By Associated Press
TACOMA, Wash. (AP) – A hunger strike at the Northwest Detention Center entered a fifth day on March 10, with four detainees still protesting their treatment and calling for an end to deportations. The strike began March 7 when about 750 detainees refused to eat.
“As of Tuesday evening [March 11], five detainees were under medical observation,” said ICE spokesman Andrew Munoz. “Following the Wednesday [March 12] morning meal, one of the five detainees had eaten two meals and was returned to the general population. There are currently four detainees under medical observation.”
U.S. Immigration and Customs Enforcement (ICE) officials said a lockdown announced March 9 was lifted later that same day. They said that the measure affected areas holding violent offenders as a precaution amid the continuing strike.
Protesters also want better treatment at the facility, better food and lower prices for the food, as well as more pay for the work they do while incarcerated.
“ICE fully respects the rights of all people to express their opinion without interference,” said Munoz. “While we continue to work with Congress to enact commonsense immigration reform, ICE is focused on sensible, effective immigration enforcement that focuses on convicted criminals, immigration fugitives, and those apprehended at the border while attempting to unlawfully enter the United States.”
Currently, ICE houses 1,300 at the Tacoma facility, including Wah Mee Massacre parolee Tony Ng, who is slated for deportation to Hong Kong by the first week of June or earlier.

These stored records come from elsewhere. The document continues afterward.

//! Database schema migrations.
//!
//! Migrations are versioned and applied automatically when opening the database.
//! The `schema_version` table tracks the current migration version.

use rusqlite::{Connection, Result as SqliteResult};
use tracing::{info, warn};

/// Schema version produced by [`migrate`].
pub const CURRENT_VERSION: i32 = 2;

/// Apply all pending migrations to bring the database to the current schema version.
///
/// # Errors
/// Returns an error if migration fails.
pub fn migrate(conn: &Connection) -> SqliteResult<()> {
    create_schema_version_table(conn)?;

    let current_version = get_schema_version(conn);

    if current_version < 1 {
        migrate_v1(conn)?;
    }
    if current_version < 2 {
        migrate_v2(conn)?;
    }
    if current_version < CURRENT_VERSION {
        info!(from = current_version, to = CURRENT_VERSION, "database migrated");
    }

    Ok(())
}

fn create_schema_version_table(conn: &Connection) -> SqliteResult<()> {
    conn.execute_batch(
        "CREATE TABLE IF NOT EXISTS schema_version (
            version INTEGER PRIMARY KEY
        );",
    )
}

/// Current schema version, 0 for a fresh database.
pub fn get_schema_version(conn: &Connection) -> i32 {
    conn.query_row("SELECT version FROM schema_version", [], |row| {
        row.get::<_, i32>(0)
    })
    .unwrap_or_else(|e| {
        if !matches!(e, rusqlite::Error::QueryReturnedNoRows) {
            warn!(error = %e, "failed to read schema_version");
        }
        0
    })
}

fn set_schema_version(conn: &Connection, version: i32) -> SqliteResult<()> {
    conn.execute("DELETE FROM schema_version", [])?;
    conn.execute("INSERT INTO schema_version (version) VALUES (?1)", [version])?;
    Ok(())
}

/// Migration v1: base tables, all keyed by user.
///
/// Settings and timer state are stored as one JSON document per user so
/// that adding a preference never needs a schema change.
fn migrate_v1(conn: &Connection) -> SqliteResult<()> {
    let tx = conn.unchecked_transaction()?;

    tx.execute_batch(
        "CREATE TABLE IF NOT EXISTS tasks (
            id                  TEXT PRIMARY KEY,
            user_id             TEXT NOT NULL,
            project_name        TEXT NOT NULL,
            title               TEXT NOT NULL,
            notes               TEXT NOT NULL DEFAULT '',
            estimated_intervals INTEGER NOT NULL DEFAULT 1,
            completed_intervals INTEGER NOT NULL DEFAULT 0,
            is_done             INTEGER NOT NULL DEFAULT 0,
            created_at          TEXT NOT NULL
        );

        CREATE TABLE IF NOT EXISTS sessions (
            id               TEXT PRIMARY KEY,
            user_id          TEXT NOT NULL,
            task_id          TEXT,
            project_name     TEXT NOT NULL,
            task_name        TEXT,
            phase            TEXT NOT NULL,
            start_time       TEXT NOT NULL,
            end_time         TEXT NOT NULL,
            duration_minutes INTEGER NOT NULL
        );

        CREATE TABLE IF NOT EXISTS settings (
            user_id TEXT PRIMARY KEY,
            body    TEXT NOT NULL
        );

        CREATE TABLE IF NOT EXISTS timer_state (
            user_id TEXT PRIMARY KEY,
            body    TEXT NOT NULL
        );

        CREATE INDEX IF NOT EXISTS idx_tasks_user ON tasks(user_id);",
    )?;

    set_schema_version(&tx, 1)?;
    tx.commit()?;
    Ok(())
}

/// Migration v2: index sessions for per-user, time-ordered reads.
fn migrate_v2(conn: &Connection) -> SqliteResult<()> {
    let tx = conn.unchecked_transaction()?;

    tx.execute_batch(
        "CREATE INDEX IF NOT EXISTS idx_sessions_user_start
            ON sessions(user_id, start_time);",
    )?;

    set_schema_version(&tx, 2)?;
    tx.commit()?;
    Ok(())
}

#[cfg(test)]
mod tests {
    use super::*;

    #[test]
    fn fresh_database_reaches_current_version() {
        let conn = Connection::open_in_memory().unwrap();
        migrate(&conn).unwrap();
        assert_eq!(get_schema_version(&conn), CURRENT_VERSION);
    }

    #[test]
    fn migrate_is_idempotent() {
        let conn = Connection::open_in_memory().unwrap();
        migrate(&conn).unwrap();
        migrate(&conn).unwrap();
        assert_eq!(get_schema_version(&conn), CURRENT_VERSION);

        let tables: i32 = conn
            .query_row(
                "SELECT COUNT(*) FROM sqlite_master WHERE type = 'table'
                 AND name IN ('tasks', 'sessions', 'settings', 'timer_state')",
                [],
                |row| row.get(0),
            )
            .unwrap();
        assert_eq!(tables, 4);
    }
}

It was unknown if he was participating in the hunger strike.
“Even though detainees have refused to eat scheduled meals, they have had access to food throughout the protest period through the detention center commissary, which makes ready-to-eat meals and snack food available for purchase by detainees,” ICE stated.
Detainees are permitted to keep their commissary purchases in their personal storage area, said Munoz. It was not known for certain if protesters in the general population were abstaining from all food or just scheduled meals.
Munoz said ICE officials had been communicating with the detainees since the strike began.
“Several issues that have been brought to the management’s attention are being addressed, including adding more items to the commissary list and exploring ways to reduce prices.”
ICE officials said when considering items for the commissary, they have to determine the detainees’ well being and security of the center and the staff.
“Items that are generally prohibited are those that could be used as weapons or easily made into contraband items such as alcohol.”
According to an ICE statement, “There have been no punitive actions taken against the individuals who are participating in the protest.” (end)
Sue Misao contributed to this article.